Does Miliband’s fairy tale hold a moral?

“It is juvenile to think business can be easily divided into good and bad, like characters in a fairy tale,” says Luke Johnson in the Financial Times. Yet the Labour leader, Ed Miliband, appears to believe in “such a fantasy”. Real commercial life is much more “gritty and complicated”. Should BAE, which Miliband “correctly supports”, be shut down because it sells weapons of death? Is the Royal Mail, a company which continues to soak up taxpayer subsidies because it won’t modernise, ‘good’? “Arguably, the worst sort of company is one that makes chronic losses”, goes bust and causes chaos. Hence any ‘good’ business must be “efficient and profitable as a first principle”.

We could always send Miliband to “infect” the vast new market economies of Asia with our “sclerosis”, says Boris Johnson in The Daily Telegraph. Their capitalists need to hear Ed’s message because as the UK economy “hobbles” along, China is still growing at 9% and India at 8%. Let Ed go and explain ‘bad’ capitalism and his “insight – that you need more state control, more regulation and higher taxes on wealth-creators”.
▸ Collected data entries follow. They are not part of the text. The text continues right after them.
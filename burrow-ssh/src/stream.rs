//! [`SshStream`]: one `direct-tcpip` channel implementing [`TunnelStream`].

use std::io;
use std::pin::Pin;
use std::task::{Context, Poll};

use russh::client::Msg;
use russh::ChannelStream;
use tokio::io::{AsyncRead, AsyncWrite, ReadBuf};
use uuid::Uuid;

use burrow_domain::TunnelStream;

// ---------------------------------------------------------------------------
// SshStream
// ---------------------------------------------------------------------------

pub struct SshStream {
    // ---
    id: Uuid,
    inner: Pin<Box<ChannelStream<Msg>>>,
}

// ---

impl SshStream {
    // ---
    pub(crate) fn new(inner: ChannelStream<Msg>) -> Self {
        Self {
            id: Uuid::new_v4(),
            inner: Box::pin(inner),
        }
    }
}

// ---

impl TunnelStream for SshStream {
    fn stream_id(&self) -> Uuid {
        self.id
    }
}

// ---

impl AsyncRead for SshStream {
    // ---
    fn poll_read(
        mut self: Pin<&mut Self>,
        cx: &mut Context<'_>,
        buf: &mut ReadBuf<'_>,
    ) -> Poll<io::Result<()>> {
        self.inner.as_mut().poll_read(cx, buf)
    }
}

// ---

impl AsyncWrite for SshStream {
    // ---
    fn poll_write(
        mut self: Pin<&mut Self>,
        cx: &mut Context<'_>,
        data: &[u8],
    ) -> Poll<io::Result<usize>> {
        self.inner.as_mut().poll_write(cx, data)
    }

    fn poll_flush(mut self: Pin<&mut Self>, cx: &mut Context<'_>) -> Poll<io::Result<()>> {
        self.inner.as_mut().poll_flush(cx)
    }

    /// Sends channel EOF; the remote closes its side once it has drained.
    fn poll_shutdown(mut self: Pin<&mut Self>, cx: &mut Context<'_>) -> Poll<io::Result<()>> {
        self.inner.as_mut().poll_shutdown(cx)
    }
}
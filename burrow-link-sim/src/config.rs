use std::time::Duration;

// ---------------------------------------------------------------------------
// SimConfig
// ---------------------------------------------------------------------------

/// Configuration for the in-process simulated transport.
///
/// Defaults describe an unconstrained remote: any number of channels, and
/// every stream echoes what it receives.
#[derive(Debug, Clone)]
pub struct SimConfig {
    // ---
    /// Concurrent channels the simulated remote grants per client before
    /// refusing with a resource-shortage error. `None` = unlimited.
    pub channel_limit: Option<usize>,

    /// When `true` the remote end of every stream echoes bytes back.
    /// When `false` the remote end just holds the stream open and discards.
    pub echo: bool,

    /// Delay before each `open_stream` answers, on the tokio clock.
    pub open_latency: Duration,
}

// ---

impl Default for SimConfig {
    fn default() -> Self {
        // ---
        Self {
            channel_limit: None,
            echo: true,
            open_latency: Duration::ZERO,
        }
    }
}

// ---

impl SimConfig {
    // ---
    /// No channel limit. Useful as a baseline.
    pub fn unlimited() -> Self {
        Self::default()
    }

    // ---

    /// Remote that refuses the `limit + 1`-th concurrent channel.
    pub fn limited(limit: usize) -> Self {
        // ---
        Self {
            channel_limit: Some(limit),
            ..Default::default()
        }
    }
}
//! CLI configuration for `burrow-agent`.
//!
//! Every flag can also come from the environment:
//!   LOGIN=me SERVER=host.example PORT=22 SSH_KEY=~/.ssh/id_ed25519 \
//!   SOCKS_LSN=127.0.0.1:1080 burrow-agent

use std::net::SocketAddr;
use std::path::PathBuf;

use anyhow::bail;
use clap::builder::FalseyValueParser;
use clap::Parser;

pub const DEFAULT_DNS_SERVERS: &str = "https://1.1.1.1/dns-query,https://8.8.8.8/resolve";

// ---------------------------------------------------------------------------
// Config
// ---------------------------------------------------------------------------

#[derive(Debug, Parser)]
#[command(name = "burrow-agent", about = "SOCKS5 / HTTP CONNECT proxy over one SSH session")]
pub struct Config {
    // ---
    /// SSH user name.
    #[arg(long, env = "LOGIN")]
    pub login: Option<String>,

    /// SSH password. Tried after the key when both are given.
    #[arg(long, env = "PASSWORD", hide_env_values = true)]
    pub password: Option<String>,

    /// SSH server host name or IP.
    #[arg(long, env = "SERVER")]
    pub server: Option<String>,

    #[arg(long, env = "PORT")]
    pub port: Option<u16>,

    /// Private key path; `~/` is expanded.
    #[arg(long, env = "SSH_KEY")]
    pub key: Option<String>,

    /// SOCKS5 listen address, e.g. 127.0.0.1:1080.
    #[arg(long, env = "SOCKS_LSN")]
    pub socks: Option<SocketAddr>,

    /// HTTP CONNECT listen address, e.g. 127.0.0.1:8080.
    #[arg(long, env = "HTTP_LSN")]
    pub http: Option<SocketAddr>,

    /// Route the whole host through the SOCKS listener with a tun2socks helper.
    #[arg(long, env = "USE_TUN", value_parser = FalseyValueParser::new())]
    pub tun: bool,

    /// Path to the tun2socks binary.
    #[arg(long, env = "TUN_BIN")]
    pub tun_bin: Option<PathBuf>,

    /// Period of the traffic and connection-count logs, in seconds.
    #[arg(long, env = "TIME_OUT_MONITOR_INT_SEC", default_value_t = 60)]
    pub monitor_interval_sec: u64,

    #[arg(long, env = "DEBUG", value_parser = FalseyValueParser::new())]
    pub debug: bool,

    /// DNS-over-HTTPS JSON endpoints, tried in order.
    #[arg(
        long,
        env = "DNS_SERVERS",
        value_delimiter = ',',
        default_value = DEFAULT_DNS_SERVERS
    )]
    pub dns_servers: Vec<String>,

    /// Allow IPv6 targets and AAAA lookups.
    #[arg(long, env = "DNS_V6", value_parser = FalseyValueParser::new())]
    pub dns_v6: bool,

    /// Fixed channel ceiling. Skips the capacity probe when set.
    #[arg(long, env = "MAX_CHANNELS")]
    pub max_channels: Option<u32>,
}

// ---

impl Config {
    // ---
    /// Check the cross-field rules clap cannot express.
    pub fn validate(&self) -> anyhow::Result<()> {
        // ---
        if self.login.is_none() || self.server.is_none() || self.port.is_none() {
            bail!("LOGIN, SERVER and PORT are required");
        }
        if self.password.is_none() && self.key.is_none() {
            bail!("one of PASSWORD or SSH_KEY is required");
        }
        if self.socks.is_none() && self.http.is_none() {
            bail!("at least one of SOCKS_LSN or HTTP_LSN is required");
        }
        if self.tun {
            if self.tun_bin.is_none() {
                bail!("USE_TUN needs TUN_BIN");
            }
            if self.socks.is_none() {
                bail!("USE_TUN needs SOCKS_LSN");
            }
        }
        if self.monitor_interval_sec == 0 {
            bail!("TIME_OUT_MONITOR_INT_SEC must be positive");
        }
        Ok(())
    }
}

// ---------------------------------------------------------------------------
// Tests
// ---------------------------------------------------------------------------
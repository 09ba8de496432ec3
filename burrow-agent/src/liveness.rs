//! Liveness monitors for the session manager.
//!
//! Three tasks per manager, all exiting on its shutdown token:
//!
//! - keepalive ticker: probes the installed client, reconnects on error or
//!   silence, and reconnects outright when no client is installed;
//! - death watcher: waits for the client to close and reconnects;
//! - channel monitor: periodic debug log of the open count and ceiling.

use std::sync::Arc;

use tokio::time::MissedTickBehavior;

use super::SessionManager;

// ---------------------------------------------------------------------------
// spawn
// ---------------------------------------------------------------------------

pub(crate) fn spawn(sm: &Arc<SessionManager>) {
    // ---
    tokio::spawn(keepalive_loop(Arc::clone(sm)));
    tokio::spawn(death_watch_loop(Arc::clone(sm)));
    tokio::spawn(channel_monitor_loop(Arc::clone(sm)));
}

// ---------------------------------------------------------------------------
// Keepalive
// ---------------------------------------------------------------------------

async fn keepalive_loop(sm: Arc<SessionManager>) {
    // ---
    let shutdown = sm.shutdown_token();
    let timeout = sm.options().keepalive_timeout;

    let mut tick = tokio::time::interval(sm.options().keepalive_interval);
    tick.set_missed_tick_behavior(MissedTickBehavior::Delay);

    loop {
        tokio::select! {
            _ = shutdown.cancelled() => break,
            _ = tick.tick() => {}
        }

        let Some(client) = sm.current_client() else {
            if let Err(e) = sm.reconnect().await {
                tracing::debug!("keepalive: reconnect without client: {e}");
            }
            continue;
        };

        let res = tokio::select! {
            _ = shutdown.cancelled() => break,
            res = tokio::time::timeout(timeout, client.keepalive()) => res,
        };

        match res {
            Ok(Ok(())) => {}
            Ok(Err(e)) => {
                tracing::warn!("keepalive failed: {e}");
                let _ = sm.reconnect_if_current(&client).await;
            }
            Err(_) => {
                tracing::warn!(?timeout, "keepalive unanswered");
                let _ = sm.reconnect_if_current(&client).await;
            }
        }
    }

    tracing::debug!("keepalive monitor stopped");
}

// ---------------------------------------------------------------------------
// Death watcher
// ---------------------------------------------------------------------------

async fn death_watch_loop(sm: Arc<SessionManager>) {
    // ---
    let shutdown = sm.shutdown_token();
    let poll = sm.options().death_poll;

    loop {
        let Some(client) = sm.current_client() else {
            tokio::select! {
                _ = shutdown.cancelled() => break,
                _ = tokio::time::sleep(poll) => continue,
            }
        };

        tokio::select! {
            _ = shutdown.cancelled() => break,
            _ = client.wait_closed() => {}
        }

        tracing::warn!("transport lost");
        let _ = sm.reconnect_if_current(&client).await;
    }

    tracing::debug!("death watcher stopped");
}

// ---------------------------------------------------------------------------
// Channel monitor
// ---------------------------------------------------------------------------

async fn channel_monitor_loop(sm: Arc<SessionManager>) {
    // ---
    let shutdown = sm.shutdown_token();
    let mut tick = tokio::time::interval(sm.options().channel_log_interval);
    tick.tick().await;

    loop {
        tokio::select! {
            _ = shutdown.cancelled() => break,
            _ = tick.tick() => {}
        }
        tracing::debug!(
            current = sm.channel_count(),
            max = sm.max_channels(),
            "ssh_channels",
        );
    }
}

// ---------------------------------------------------------------------------
// Tests
// ---------------------------------------------------------------------------
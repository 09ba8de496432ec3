//! SOCKS5 front-end (RFC 1928): no-auth, CONNECT only.
//!
//! Domain targets are resolved locally through the tunneled resolver, so
//! the remote only ever sees IP destinations from this front-end.

use std::net::{IpAddr, Ipv4Addr, Ipv6Addr};
use std::sync::Arc;

// ---

use anyhow::{bail, ensure, Context};
use tokio::io::{AsyncRead, AsyncReadExt, AsyncWrite, AsyncWriteExt};
use tokio::net::TcpListener;
use tokio_util::sync::CancellationToken;

// ---

use burrow_domain::Target;

use super::super::{DnsResolver, SessionError};
use super::{relay, DialError, TunnelDialer, SESSION_LIFETIME};

const VERSION: u8 = 0x05;
const METHOD_NO_AUTH: u8 = 0x00;
const METHOD_NONE_ACCEPTABLE: u8 = 0xFF;
const CMD_CONNECT: u8 = 0x01;

const ATYP_V4: u8 = 0x01;
const ATYP_DOMAIN: u8 = 0x03;
const ATYP_V6: u8 = 0x04;

// ---------------------------------------------------------------------------
// Reply
// ---------------------------------------------------------------------------

#[derive(Debug, Clone, Copy, PartialEq, Eq)]
#[repr(u8)]
pub enum Reply {
    Succeeded = 0x00,
    GeneralFailure = 0x01,
    NotAllowed = 0x02,
    HostUnreachable = 0x04,
    CommandNotSupported = 0x07,
    AddressTypeNotSupported = 0x08,
}

// ---

impl Reply {
    // ---
    fn for_dial_error(e: &DialError) -> Self {
        match e {
            DialError::Ipv6Rejected => Reply::NotAllowed,
            DialError::Timeout(_)
            | DialError::Session(SessionError::Refused(_))
            | DialError::Session(SessionError::InvalidTarget(_)) => Reply::HostUnreachable,
            DialError::Session(_) => Reply::GeneralFailure,
        }
    }
}

// ---

async fn send_reply<S: AsyncWrite + Unpin>(stream: &mut S, reply: Reply) -> std::io::Result<()> {
    // Bound address is always reported as 0.0.0.0:0.
    stream
        .write_all(&[VERSION, reply as u8, 0x00, ATYP_V4, 0, 0, 0, 0, 0, 0])
        .await
}

// ---------------------------------------------------------------------------
// Server
// ---------------------------------------------------------------------------

/// Accept SOCKS5 clients on `listener` until `shutdown` fires.
pub async fn serve(
    listener: TcpListener,
    dialer: Arc<TunnelDialer>,
    resolver: Arc<DnsResolver>,
    shutdown: CancellationToken,
) {
    // ---
    if let Ok(addr) = listener.local_addr() {
        tracing::info!(listen = %addr, "SOCKS5 proxy listening");
    }

    loop {
        let accepted = tokio::select! {
            _ = shutdown.cancelled() => break,
            res = listener.accept() => res,
        };

        let (stream, peer) = match accepted {
            Ok(v) => v,
            Err(e) => {
                tracing::warn!("SOCKS5 accept failed: {e}");
                continue;
            }
        };

        let dialer = Arc::clone(&dialer);
        let resolver = Arc::clone(&resolver);
        let shutdown = shutdown.clone();
        tokio::spawn(async move {
            tokio::select! {
                _ = shutdown.cancelled() => {}
                res = handle(stream, &dialer, &resolver) => {
                    if let Err(e) = res {
                        tracing::debug!(%peer, "SOCKS5 session: {e:#}");
                    }
                }
            }
        });
    }

    tracing::info!("SOCKS5 proxy stopped");
}

// ---

/// Serve one client connection end to end.
pub(crate) async fn handle<S>(
    mut stream: S,
    dialer: &TunnelDialer,
    resolver: &DnsResolver,
) -> anyhow::Result<()>
where
    S: AsyncRead + AsyncWrite + Unpin,
{
    // ---
    negotiate(&mut stream).await?;

    let dest = match read_request(&mut stream, resolver).await {
        Ok(dest) => dest,
        Err((reply, e)) => {
            send_reply(&mut stream, reply).await?;
            return Err(e);
        }
    };

    let mut upstream = match dialer.dial(&dest).await {
        Ok(conn) => conn,
        Err(e) => {
            send_reply(&mut stream, Reply::for_dial_error(&e)).await?;
            return Err(e).with_context(|| format!("dial {dest}"));
        }
    };

    send_reply(&mut stream, Reply::Succeeded).await?;
    tracing::debug!(%dest, "SOCKS5 CONNECT");

    relay(&mut stream, &mut upstream, SESSION_LIFETIME).await;
    Ok(())
}

// ---

/// Greeting and method selection. Only "no authentication" is offered.
async fn negotiate<S>(stream: &mut S) -> anyhow::Result<()>
where
    S: AsyncRead + AsyncWrite + Unpin,
{
    // ---
    let mut head = [0u8; 2];
    stream.read_exact(&mut head).await?;
    ensure!(head[0] == VERSION, "not SOCKS5 (version {})", head[0]);

    let mut methods = vec![0u8; usize::from(head[1])];
    stream.read_exact(&mut methods).await?;

    if !methods.contains(&METHOD_NO_AUTH) {
        stream.write_all(&[VERSION, METHOD_NONE_ACCEPTABLE]).await?;
        bail!("client offers no acceptable auth method");
    }
    stream.write_all(&[VERSION, METHOD_NO_AUTH]).await?;
    Ok(())
}

// ---

/// Read the CONNECT request. On failure returns the reply to send.
async fn read_request<S>(
    stream: &mut S,
    resolver: &DnsResolver,
) -> Result<Target, (Reply, anyhow::Error)>
where
    S: AsyncRead + Unpin,
{
    // ---
    let io = |e: std::io::Error| (Reply::GeneralFailure, anyhow::Error::from(e));

    let mut hdr = [0u8; 4];
    stream.read_exact(&mut hdr).await.map_err(io)?;
    if hdr[0] != VERSION {
        return Err((
            Reply::GeneralFailure,
            anyhow::anyhow!("bad request version {}", hdr[0]),
        ));
    }
    if hdr[1] != CMD_CONNECT {
        return Err((
            Reply::CommandNotSupported,
            anyhow::anyhow!("only CONNECT supported, got command {}", hdr[1]),
        ));
    }

    let ip = match hdr[3] {
        ATYP_V4 => {
            let mut a = [0u8; 4];
            stream.read_exact(&mut a).await.map_err(io)?;
            IpAddr::V4(Ipv4Addr::from(a))
        }
        ATYP_V6 => {
            let mut a = [0u8; 16];
            stream.read_exact(&mut a).await.map_err(io)?;
            IpAddr::V6(Ipv6Addr::from(a))
        }
        ATYP_DOMAIN => {
            let mut len = [0u8; 1];
            stream.read_exact(&mut len).await.map_err(io)?;
            let mut name = vec![0u8; usize::from(len[0])];
            stream.read_exact(&mut name).await.map_err(io)?;
            let name = String::from_utf8(name)
                .map_err(|e| (Reply::GeneralFailure, anyhow::Error::from(e)))?;

            // port follows the name; read it before resolving
            let port = read_port(stream).await.map_err(io)?;
            let ip = resolver
                .resolve(&name)
                .await
                .map_err(|e| (Reply::HostUnreachable, e))?;
            return Ok(Target::new(ip.to_string(), port));
        }
        other => {
            return Err((
                Reply::AddressTypeNotSupported,
                anyhow::anyhow!("unsupported address type {other}"),
            ));
        }
    };

    let port = read_port(stream).await.map_err(io)?;
    Ok(Target::new(ip.to_string(), port))
}

// ---

async fn read_port<S: AsyncRead + Unpin>(stream: &mut S) -> std::io::Result<u16> {
    let mut p = [0u8; 2];
    stream.read_exact(&mut p).await?;
    Ok(u16::from_be_bytes(p))
}

// ---------------------------------------------------------------------------
// Tests
// ---------------------------------------------------------------------------

#[cfg(test)]
mod tests {
    // ---
    use tokio::io::{AsyncReadExt, AsyncWriteExt, DuplexStream};

    use super::super::super::DnsResolver;
    use super::super::tests::sim_dialer;
    use super::handle;

    // ---

    async fn greet(client: &mut DuplexStream) {
        // ---
        client.write_all(&[0x05, 0x01, 0x00]).await.unwrap();
        let mut sel = [0u8; 2];
        client.read_exact(&mut sel).await.unwrap();
        assert_eq!(sel, [0x05, 0x00]);
    }

    async fn reply_code(client: &mut DuplexStream) -> u8 {
        // ---
        let mut rep = [0u8; 10];
        client.read_exact(&mut rep).await.unwrap();
        assert_eq!(rep[0], 0x05);
        rep[1]
    }

    // ---

    #[tokio::test]
    async fn connect_ipv4_relays_through_tunnel() {
        // ---
        let (dialer, counters) = sim_dialer().await;
        let resolver = DnsResolver::new(vec![], false).unwrap();
        let (mut client, server) = tokio::io::duplex(1024);

        let session = tokio::spawn(async move { handle(server, &dialer, &resolver).await });

        greet(&mut client).await;
        client
            .write_all(&[0x05, 0x01, 0x00, 0x01, 93, 184, 216, 34, 0x01, 0xBB])
            .await
            .unwrap();
        assert_eq!(reply_code(&mut client).await, 0x00);

        client.write_all(b"hello").await.unwrap();
        let mut echo = [0u8; 5];
        client.read_exact(&mut echo).await.unwrap();
        assert_eq!(&echo, b"hello");
        assert_eq!(counters.open_conns(), 1);

        drop(client);
        session.await.unwrap().unwrap();
        assert_eq!(counters.open_conns(), 0);
    }

    // ---

    #[tokio::test]
    async fn bind_command_is_not_supported() {
        // ---
        let (dialer, _) = sim_dialer().await;
        let resolver = DnsResolver::new(vec![], false).unwrap();
        let (mut client, server) = tokio::io::duplex(1024);
        let session = tokio::spawn(async move { handle(server, &dialer, &resolver).await });

        greet(&mut client).await;
        client
            .write_all(&[0x05, 0x02, 0x00, 0x01, 127, 0, 0, 1, 0, 80])
            .await
            .unwrap();
        assert_eq!(reply_code(&mut client).await, 0x07);
        assert!(session.await.unwrap().is_err());
    }

    // ---

    #[tokio::test]
    async fn unknown_address_type_is_rejected() {
        // ---
        let (dialer, _) = sim_dialer().await;
        let resolver = DnsResolver::new(vec![], false).unwrap();
        let (mut client, server) = tokio::io::duplex(1024);
        let session = tokio::spawn(async move { handle(server, &dialer, &resolver).await });

        greet(&mut client).await;
        client.write_all(&[0x05, 0x01, 0x00, 0x09]).await.unwrap();
        assert_eq!(reply_code(&mut client).await, 0x08);
        assert!(session.await.unwrap().is_err());
    }

    // ---

    #[tokio::test]
    async fn ipv6_target_is_not_allowed_by_default() {
        // ---
        let (dialer, _) = sim_dialer().await;
        let resolver = DnsResolver::new(vec![], false).unwrap();
        let (mut client, server) = tokio::io::duplex(1024);
        let session = tokio::spawn(async move { handle(server, &dialer, &resolver).await });

        greet(&mut client).await;
        let mut req = vec![0x05, 0x01, 0x00, 0x04];
        req.extend_from_slice(&"2001:db8::1".parse::<std::net::Ipv6Addr>().unwrap().octets());
        req.extend_from_slice(&443u16.to_be_bytes());
        client.write_all(&req).await.unwrap();

        assert_eq!(reply_code(&mut client).await, 0x02);
        assert!(session.await.unwrap().is_err());
    }

    // ---

    #[tokio::test]
    async fn domain_literal_ip_is_accepted() {
        // ---
        let (dialer, _) = sim_dialer().await;
        let resolver = DnsResolver::new(vec![], false).unwrap();
        let (mut client, server) = tokio::io::duplex(1024);
        let session = tokio::spawn(async move { handle(server, &dialer, &resolver).await });

        greet(&mut client).await;
        let name = b"10.9.8.7";
        let mut req = vec![0x05, 0x01, 0x00, 0x03, name.len() as u8];
        req.extend_from_slice(name);
        req.extend_from_slice(&80u16.to_be_bytes());
        client.write_all(&req).await.unwrap();

        assert_eq!(reply_code(&mut client).await, 0x00);
        drop(client);
        session.await.unwrap().unwrap();
    }

    // ---

    #[tokio::test]
    async fn auth_only_clients_are_turned_away() {
        // ---
        let (dialer, _) = sim_dialer().await;
        let resolver = DnsResolver::new(vec![], false).unwrap();
        let (mut client, server) = tokio::io::duplex(1024);
        let session = tokio::spawn(async move { handle(server, &dialer, &resolver).await });

        client.write_all(&[0x05, 0x01, 0x02]).await.unwrap();
        let mut sel = [0u8; 2];
        client.read_exact(&mut sel).await.unwrap();
        assert_eq!(sel, [0x05, 0xFF]);
        assert!(session.await.unwrap().is_err());
    }
}
use std::fmt;
use std::net::IpAddr;
use std::str::FromStr;

// ---

use super::error::TunnelError;

// ---------------------------------------------------------------------------
// Target
// ---------------------------------------------------------------------------

/// A `host:port` destination.
///
/// `host` is kept as written (name or IP literal, brackets stripped from
/// IPv6 literals). Used both for the SSH server address and for every
/// destination a front-end asks the tunnel to reach.
#[derive(Debug, Clone, PartialEq, Eq, Hash)]
pub struct Target {
    // ---
    pub host: String,
    pub port: u16,
}

// ---

impl Target {
    // ---
    pub fn new(host: impl Into<String>, port: u16) -> Self {
        // ---
        let host = host.into();
        let host = host
            .strip_prefix('[')
            .and_then(|h| h.strip_suffix(']'))
            .map(str::to_owned)
            .unwrap_or(host);
        Self { host, port }
    }

    // ---

    /// Parse `host:port`, `[v6]:port` or `v4:port`.
    pub fn parse(s: &str) -> Result<Self, TunnelError> {
        // ---
        let (host, port) = s
            .rsplit_once(':')
            .ok_or_else(|| TunnelError::InvalidTarget(s.to_owned()))?;

        // A bare IPv6 literal without brackets has more than one ':'; reject
        // it rather than guess where the port starts.
        if host.contains(':') && !(host.starts_with('[') && host.ends_with(']')) {
            return Err(TunnelError::InvalidTarget(s.to_owned()));
        }

        let port: u16 = port
            .parse()
            .map_err(|_| TunnelError::InvalidTarget(s.to_owned()))?;

        if host.is_empty() || host == "[]" {
            return Err(TunnelError::InvalidTarget(s.to_owned()));
        }

        Ok(Self::new(host, port))
    }

    // ---

    /// `Some` when the host is an IP literal.
    pub fn ip(&self) -> Option<IpAddr> {
        self.host.parse().ok()
    }
}

// ---

impl fmt::Display for Target {
    // ---
    fn fmt(&self, f: &mut fmt::Formatter<'_>) -> fmt::Result {
        // ---
        if self.host.contains(':') {
            write!(f, "[{}]:{}", self.host, self.port)
        } else {
            write!(f, "{}:{}", self.host, self.port)
        }
    }
}

// ---

impl FromStr for Target {
    // ---
    type Err = TunnelError;

    fn from_str(s: &str) -> Result<Self, Self::Err> {
        Target::parse(s)
    }
}

// ---------------------------------------------------------------------------
// Tests
// ---------------------------------------------------------------------------

#[cfg(test)]
mod tests {
    // ---
    use super::Target;

    #[test]
    fn parses_name_v4_and_bracketed_v6() {
        // ---
        let t = Target::parse("example.com:443").unwrap();
        assert_eq!(t.host, "example.com");
        assert_eq!(t.port, 443);
        assert!(t.ip().is_none());

        let t = Target::parse("10.0.0.1:22").unwrap();
        assert!(t.ip().unwrap().is_ipv4());

        let t = Target::parse("[2001:db8::1]:8080").unwrap();
        assert_eq!(t.host, "2001:db8::1");
        assert!(t.ip().unwrap().is_ipv6());
        assert_eq!(t.to_string(), "[2001:db8::1]:8080");
    }

    #[test]
    fn rejects_malformed() {
        // ---
        assert!(Target::parse("no-port").is_err());
        assert!(Target::parse("host:notaport").is_err());
        assert!(Target::parse(":80").is_err());
        assert!(Target::parse("2001:db8::1:80").is_err());
        assert!(Target::parse("host:70000").is_err());
    }
}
It’s easy to sneer, but Miliband is right, says Will Hutton in The Observer. “Successive British governments have not distinguished between good and bad capitalism in informing how they regulate, tax and procure goods and services.” His speech may have been flawed, but it “represented an argument that needs to be made”. It did, agrees Peter Oborne in The Daily Telegraph. One of the unintended consequences of Margaret Thatcher’s reforms in the 1980s was the rise of a “new class of feral rich who abandoned the ordinary morality or sense of civic duty felt by previous generations”. New Labour, with its “unashamed worship of ostentatious wealth, made the problem much worse”. Miliband’s vision, “however imperfectly sketched out”, challenges George Osborne to give a much fuller account of the kind of society that will stand once the gloom has lifted.